Thursday, February 8, 2007

Innovation is about survival; not just competitive advantage

First published in Marketing magazine in 2007, what's amazing is how the pace of chance hasn't let up one bit since I wrote this.  If anything, it's faster; and the capacity to innovate even more vital than it was back then.

In 1476, William Caxton established the first printing press in England.  It took him a year to get his first book out and whilst history doesn’t record whether it was a smash, by 1590, towards the end of the reign of Elizabeth I, over 250 books were being published every year.  This was the white heat of technology, and it ignited an explosion of knowledge and political discourse across Europe that changed the course of that civilisation. 

In 1993, the first graphical web browser was launched.  Later that year, the first commercial website for the Digital Equipment Corp was launched, and within just seven years, there were 17.5 million websites.  Fast-forward a further five years through the dotcom crash, and there were 65 million websites.

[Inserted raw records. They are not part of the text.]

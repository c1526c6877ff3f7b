//! Embedding clients and vector retrievers for Seedbot knowledge bases.
//!
//! Two backends implement [`seedbot_types::Retriever`]:
//! - [`PineconeRetriever`] queries a hosted, pre-ingested Pinecone index.
//! - [`InMemoryIndex`] embeds a local corpus once and ranks chunks by cosine
//!   similarity.

mod embedder;
mod memory;
mod pinecone;
mod splitter;

pub use embedder::{DEFAULT_EMBEDDING_MODEL, Embedder, OpenAiEmbedder};
pub use memory::{InMemoryIndex, cosine_similarity};
pub use pinecone::PineconeRetriever;
pub use splitter::TextSplitter;

/// Passages returned per query unless configured otherwise.
pub const DEFAULT_TOP_K: usize = 4;

pub(crate) fn map_transport_error(e: reqwest::Error) -> seedbot_types::RetrievalError {
    seedbot_types::RetrievalError::Unreachable(e.to_string())
}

When printing came to Britain, the change it wrought was far-reaching, but it was gradual.  But now we are experiencing change that’s as far-reaching, but immeasurably faster.  The internet has caused markets to be created, subverted, destroyed.  It has introduced new competitors, new business models and new channels to market.  The ability it gives people to communicate and share information has caused an unprecedented surge in creativity and innovation in businesses, as people rush to take advantage of new opportunities and others scurry to defend positions.

Ten years ago, we typically looked at sources of sustainable competitive advantage in terms of processes and functional components of the business mix – the ability to make widgets cheaper because of a patent, the control of particular channels to market.

So now we need to look deeper within organisations to see where their winning characteristics lie.  In this new era of hypercompetition, companies increasingly derive advantages from the skills they deploy – and in a period of intense change, the most important is the ability to innovate.

This trend had already started some years before, spurred by globalisation, consumer choice and deregulation.  But the internet has accelerated it and multiplied its effects.

The capacity to evolve rapidly to thrive in new market environments, to respond to new consumer demand and to exploit new models.  This is what sets the winners apart – Google who adopted a charging model from a competitor but added it to their superior search product, eBay who exploited the power of online community by adding it to an auction site, Amazon who invented the affiliate market – beating wealthier competitors by creating huge distribution at minimal capital cost.

These companies demonstrated an ability to innovate, and each prizes its ability to do so over time, devoting significant resource to the continuous development of new products. 

But in the digital age, innovation isn’t something that just happens at this macro, corporate level.  Testing of new techniques, approaches and even just media selections should be part of business as usual at every level.

In the media and marketing world, this isn’t just a pursuit of ‘media firsts’ – innovation for its own sake.  The brutal reality is that chasing too single-mindedly the lowest cost conversions means you paint yourself into a corner, with no options in development when the market is disrupted by a new dynamic.

Your competitors, the media environment, individual publishers and your audience change all the time, and what failed to work three months ago might work today.  The successful online campaign continuously tests new approaches, because they offer the potential to deliver an edge.

And ultimately that’s what we all want.  An edge.  A competitive advantage – we know something our competitors don’t – something we can exploit for a while until they catch up, at which point we’ll already be off doing something else.

There’s a natural tendency to do what worked before, and that’s exactly what many agencies and advertisers continue to do.  But trying new things isn’t just a strategy for competitive advantage today – it’s a strategy for survival.